When the call came in, the staff at Animals Asia jumped into action. A bear in Vietnam’s northeastern Haiphong region had been kept captive for years, her bile harvested in painful and invasive ways – and the farmer was finally giving her up.
The team found a familiar scene when they arrived at the farm, early on a recent morning. The bear, named Sunset, was caged in a dark and dingy room, the narrow metal bars rusted through, her paws covered with pus, her fur missing clumps and her claws so overgrown they dug into her flesh.
This is the condition of many bears after years of captivity, kept alive so their bile – a gold-colored liquid secreted by the liver – can be extracted and used in traditional medicines, from topical lotions to eye drops and injections.
The trade of these products is forbidden in most Asian countries, and activists are trying to end what they see as a cruel and unsustainable practice.
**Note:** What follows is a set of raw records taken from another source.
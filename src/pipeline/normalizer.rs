use crate::common::NormalizedImage;
use crate::config::NormalizerSettings;
use crate::error::AppError;
use image::codecs::jpeg::JpegEncoder;
use image::imageops::FilterType;
use image::{DynamicImage, GenericImageView, ImageFormat};
use std::sync::Arc;
use tracing::{debug, instrument};

/// Scaled dimensions that fit `(max_width, max_height)` along the longer side.
/// Images already within bounds keep their size.
pub fn fit_within(width: u32, height: u32, max_width: u32, max_height: u32) -> (u32, u32) {
    let scale = if width > height {
        if width > max_width {
            max_width as f64 / width as f64
        } else {
            1.0
        }
    } else if height > max_height {
        max_height as f64 / height as f64
    } else {
        1.0
    };

    if scale >= 1.0 {
        return (width, height);
    }
    let scaled = |side: u32| ((side as f64 * scale).round() as u32).max(1);
    (scaled(width), scaled(height))
}

fn quality_to_encoder(quality: f32) -> u8 {
    (quality * 100.0).round().clamp(1.0, 100.0) as u8
}

/// Decodes `image_bytes`, shrinks it to fit the bounds and re-encodes it as JPEG.
#[instrument(skip(image_bytes), fields(len = image_bytes.len()))]
pub fn normalize(
    image_bytes: &[u8],
    max_width: u32,
    max_height: u32,
    quality: f32,
) -> Result<NormalizedImage, AppError> {
    let decoded = image::load_from_memory(image_bytes)?;
    let (width, height) = decoded.dimensions();
    let (target_width, target_height) = fit_within(width, height, max_width, max_height);

    let resized = if (target_width, target_height) == (width, height) {
        decoded
    } else {
        decoded.resize_exact(target_width, target_height, FilterType::Lanczos3)
    };

    // JPEG has no alpha channel.
    let rgb = DynamicImage::ImageRgb8(resized.to_rgb8());
    let mut encoded = Vec::new();
    let encoder = JpegEncoder::new_with_quality(&mut encoded, quality_to_encoder(quality));
    rgb.write_with_encoder(encoder)?;

    debug!(
        "Normalized {}x{} -> {}x{} ({} bytes)",
        width,
        height,
        target_width,
        target_height,
        encoded.len()
    );
    Ok(NormalizedImage::new(
        encoded,
        target_width,
        target_height,
        ImageFormat::Jpeg.to_mime_type(),
    ))
}

/// Runs [`normalize`] on the blocking pool with the configured bounds.
pub async fn normalize_async(
    image_bytes: Arc<Vec<u8>>,
    settings: NormalizerSettings,
) -> Result<NormalizedImage, AppError> {
    tokio::task::spawn_blocking(move || {
        normalize(
            &image_bytes,
            settings.max_width,
            settings.max_height,
            settings.quality,
        )
    })
    .await
    .map_err(|e| AppError::Decode(format!("normalizer task failed: {}", e)))?
}

#[cfg(test)]
mod tests {
    use super::*;
    use image::{ImageBuffer, Rgb, Rgba};
    use std::io::Cursor;

    fn png(width: u32, height: u32) -> Vec<u8> {
        let img = DynamicImage::ImageRgb8(ImageBuffer::from_pixel(width, height, Rgb([90, 160, 60])));
        let mut bytes = Cursor::new(Vec::new());
        img.write_to(&mut bytes, ImageFormat::Png).unwrap();
        bytes.into_inner()
    }

    #[test]
    fn landscape_is_bounded_by_width() {
        let normalized = normalize(&png(2000, 1000), 512, 512, 0.9).unwrap();
        assert_eq!(normalized.dimensions(), (512, 256));
        assert_eq!(normalized.mime_type(), "image/jpeg");
        let decoded = image::load_from_memory(normalized.bytes()).unwrap();
        assert_eq!(decoded.dimensions(), (512, 256));
    }

    #[test]
    fn portrait_is_bounded_by_height() {
        let normalized = normalize(&png(300, 900), 512, 512, 0.9).unwrap();
        assert_eq!(normalized.dimensions(), (171, 512));
    }

    #[test]
    fn small_images_are_not_upscaled() {
        let normalized = normalize(&png(100, 40), 512, 512, 0.9).unwrap();
        assert_eq!(normalized.dimensions(), (100, 40));
    }

    #[test]
    fn transparent_input_is_flattened() {
        let img = DynamicImage::ImageRgba8(ImageBuffer::from_pixel(20, 10, Rgba([1, 2, 3, 0])));
        let mut bytes = Cursor::new(Vec::new());
        img.write_to(&mut bytes, ImageFormat::Png).unwrap();
        let normalized = normalize(&bytes.into_inner(), 512, 512, 0.9).unwrap();
        assert_eq!(normalized.dimensions(), (20, 10));
    }

    #[test]
    fn undecodable_input_is_decode_error() {
        let result = normalize(b"GIF89a but not really", 512, 512, 0.9);
        assert!(matches!(result, Err(AppError::Decode(_))));
    }

    #[test]
    fn fit_preserves_aspect_ratio_and_bound() {
        let cases = [
            (4032, 3024),
            (3024, 4032),
            (1000, 1000),
            (513, 7),
            (9, 5000),
            (777, 333),
            (640, 480),
        ];
        for (w, h) in cases {
            let (fw, fh) = fit_within(w, h, 512, 512);
            assert!(fw.max(fh) <= 512, "{}x{} -> {}x{}", w, h, fw, fh);
            assert!(fw >= 1 && fh >= 1);
            // The shorter side may be off by one pixel of rounding.
            let scale = fw.max(fh) as f64 / w.max(h) as f64;
            assert!((fw as f64 - w as f64 * scale).abs() <= 1.0);
            assert!((fh as f64 - h as f64 * scale).abs() <= 1.0);
        }
    }

    #[test]
    fn quality_maps_to_encoder_scale() {
        assert_eq!(quality_to_encoder(0.9), 90);
        assert_eq!(quality_to_encoder(1.0), 100);
        assert_eq!(quality_to_encoder(0.001), 1);
    }

    #[tokio::test]
    async fn async_normalization_uses_settings() {
        let settings = NormalizerSettings {
            max_width: 64,
            max_height: 64,
            quality: 0.8,
        };
        let normalized = normalize_async(Arc::new(png(256, 128)), settings).await.unwrap();
        assert_eq!(normalized.dimensions(), (64, 32));
    }
}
But international experts say it remains a lucrative industry in China, where domestic sales of bear bile remain legal.
Jill Robinson has seen many cases like Sunset’s since she founded Animals Asia in the 1990s. In recent years, the organization has rescued nearly 680 bears from bile farms across Vietnam and China, many showing signs of extreme trauma.
“They have no free access to food or water. They have no outside stimulation. They haven’t even seen the sunshine,” she said. “They’ve got massive hair loss, they’ve often got broken teeth from (biting the bars of their cages) in frustration and pain.”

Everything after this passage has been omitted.